Mais l’hôpital public tient ses promesses. Cette semaine-là, le patient reçoit sa première chimiothérapie et voit ses grosseurs rétrécir. Le modeste hématologue dit qu’il ne faisait que son travail mais nous savons tous les deux que son intervention personnelle a sauvé un étranger du mal.

Week-end en Australie

Chaque semaine, je rencontre des patients qui font confiance au système hospitalier public – comme il se doit. Une fois qu’ils sont entrés, le traitement est généralement excellent, mais je suis constamment surpris par les obstacles à l’accès. Des voies de référence peu claires, des documents incomplets, des dossiers égarés, des retards administratifs et une communication interrompue sont des événements courants – et s’il est courant de blâmer la pandémie pour tout, ce n’est pas un problème nouveau.

Les soins hospitaliers sont progressivement devenus fragmentaires; maintenant, il y a encore plus de pression sur les patients pour qu’ils s’aident eux-mêmes. Dans ce mélange malsain, une touche de plaidoyer d’un professionnel va un long chemin.

Récemment, un patient atteint d’une lésion cérébrale acquise a éclaté en sanglots à l’annonce d’une mauvaise nouvelle. Je n’allais pas le faire attendre un mois pour connaître l’étendue de son cancer, alors j’ai trouvé un radiologue, j’ai attendu 20 minutes et lui ai expliqué l’urgence. Il a eu son test, mais ça m’a fait penser aux autres qui attendent.

Il y a des années, une voisine est venue me voir alors qu’elle se rendait à la banque. Diagnostiquée avec une masse suspecte, elle s’est sentie abandonnée par l’hôpital public, tellement paralysée par l’anxiété, qu’elle a contacté un chirurgien privé qui lui a proposé une ouverture immédiate. Elle pensait qu’elle « choisissait la vie plutôt que l’argent », mais la dette exorbitante semblait erronée, alors j’ai appelé un collègue.

Nous avons découvert que l’hôpital public avait identifié à juste titre son cas comme urgent, mais avait en quelque sorte omis de le lui dire. Son histoire s’est terminée heureusement pour deux raisons – ses impôts ont payé pour la chirurgie et la masse était bénigne. A chaque anniversaire, elle m’envoie un texto reconnaissant.

La main secourable que je tends aux autres est ce que la plupart des médecins font pour leurs patients. Il est impossible d’être témoin du besoin et de rejeter le pouvoir d’aider.
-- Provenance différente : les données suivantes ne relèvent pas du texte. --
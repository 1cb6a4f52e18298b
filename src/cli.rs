use crate::convergence::ConvergenceCheck;
use crate::error::{DdsorError, Result};
use crate::init::BoundaryValues;
use crate::output::result_file_name;
use crate::solver::SolverConfig;
use crate::stencil::Method;
use clap::Parser;
use std::path::PathBuf;

/// Distributed 2D Laplace solver.
///
/// Splits an X x Y grid over a Px x Py grid of processes (one thread each)
/// and iterates the chosen 5-point kernel with halo exchange.
#[derive(Parser, Debug)]
#[command(version, about, long_about = None)]
pub struct Args {
    /// Global rows.
    #[arg(required_unless_present = "build_info")]
    pub x: Option<usize>,

    /// Global columns.
    #[arg(required_unless_present = "build_info")]
    pub y: Option<usize>,

    /// Processes along the rows.
    #[arg(required_unless_present = "build_info")]
    pub px: Option<usize>,

    /// Processes along the columns.
    #[arg(required_unless_present = "build_info")]
    pub py: Option<usize>,

    /// Interior update kernel.
    #[arg(short, long, default_value = "jacobi")]
    pub method: Method,

    /// Iteration count, or the cap when convergence testing is on.
    #[arg(short = 'n', long, default_value = "256")]
    pub max_iterations: usize,

    /// Test for convergence every this many iterations.
    #[arg(long)]
    pub check_period: Option<usize>,

    /// Largest per-cell change still counted as converged.
    #[arg(long, default_value = "1e-4")]
    pub tolerance: f64,

    /// Chunk size to use for parallelism inside a process.
    #[arg(short, long, default_value = "1024")]
    pub chunk_size: usize,

    /// Threads in the shared rayon pool.
    #[arg(short, long, default_value = "8")]
    pub threads: usize,

    #[arg(long, default_value = "100", allow_negative_numbers = true)]
    pub north: f64,

    #[arg(long, default_value = "0", allow_negative_numbers = true)]
    pub south: f64,

    #[arg(long, default_value = "0", allow_negative_numbers = true)]
    pub east: f64,

    #[arg(long, default_value = "0", allow_negative_numbers = true)]
    pub west: f64,

    /// Initial value of every non-boundary cell.
    #[arg(long, default_value = "0", allow_negative_numbers = true)]
    pub interior: f64,

    /// Fill the interior with random integers below this value instead.
    #[arg(short, long)]
    pub rand_init: Option<i32>,

    /// Directory for output files, created if missing.
    #[arg(short, long)]
    pub output_dir: Option<PathBuf>,

    /// Dump the final grid as text.
    #[arg(short, long, requires("output_dir"))]
    pub write_results: bool,

    /// Write the final grid as a heat map PNG.
    #[arg(short = 'i', long, requires("output_dir"))]
    pub write_image: bool,

    /// Print build information and quit
    #[arg(long)]
    pub build_info: bool,
}

pub fn build_report(name: &str) -> String {
    format!(
        "{{\n  \"name\": \"{}\",\n  \"version\": \"{}\",\n  \"git_describe\": \"{}\",\n  \"git_hash\": \"{}\"\n}}",
        name,
        env!("CARGO_PKG_VERSION"),
        env!("GIT_DESCRIBE"),
        env!("GIT_HASH")
    )
}

impl Args {
    /// Parse the command line, handle `--build-info`, prepare the output
    /// directory and the global rayon pool.
    pub fn cli_setup(name: &str) -> Result<Self> {
        let args = Args::parse();

        if args.build_info {
            println!("{}", build_report(name));
            std::process::exit(0);
        }

        if let Some(output_dir) = &args.output_dir {
            std::fs::create_dir_all(output_dir)?;
        }

        rayon::ThreadPoolBuilder::new()
            .num_threads(args.threads)
            .thread_name(|i| format!("rayon_thread_{}", i))
            .build_global()
            .map_err(|e| DdsorError::Config(format!("rayon pool: {}", e)))?;

        Ok(args)
    }

    fn dimensions(&self) -> Result<[usize; 4]> {
        match (self.x, self.y, self.px, self.py) {
            (Some(x), Some(y), Some(px), Some(py)) => Ok([x, y, px, py]),
            _ => Err(DdsorError::Config(
                "expected four arguments: X Y Px Py".to_string(),
            )),
        }
    }

    pub fn solver_config(&self) -> Result<SolverConfig> {
        let [x, y, px, py] = self.dimensions()?;
        let mut config = SolverConfig::new([x, y], [px, py], self.method);
        config.max_iterations = self.max_iterations;
        config.chunk_size = self.chunk_size;
        config.convergence = self
            .check_period
            .map(|period| ConvergenceCheck::new(period, self.tolerance));
        Ok(config)
    }

    pub fn boundary(&self) -> BoundaryValues {
        BoundaryValues {
            north: self.north,
            south: self.south,
            east: self.east,
            west: self.west,
            interior: self.interior,
        }
    }

    pub fn result_path(&self, config: &SolverConfig) -> Option<PathBuf> {
        let mut result = self.output_dir.as_ref()?.clone();
        result.push(result_file_name(config));
        Some(result)
    }

    pub fn image_path(&self, config: &SolverConfig) -> Option<PathBuf> {
        let mut result = self.output_dir.as_ref()?.clone();
        result.push(format!("{}.png", result_file_name(config)));
        Some(result)
    }
}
Mais en vérité, pour chaque patient qui bénéficie d’un tel plaidoyer personnel, il y en a d’innombrables autres laissés à la merci du « système ».

Ici, je pense particulièrement aux personnes âgées, à celles qui ont des troubles cognitifs, des malades mentaux, des personnes socialement défavorisées et à celles qui ne parlent pas assez anglais pour naviguer dans la complexité.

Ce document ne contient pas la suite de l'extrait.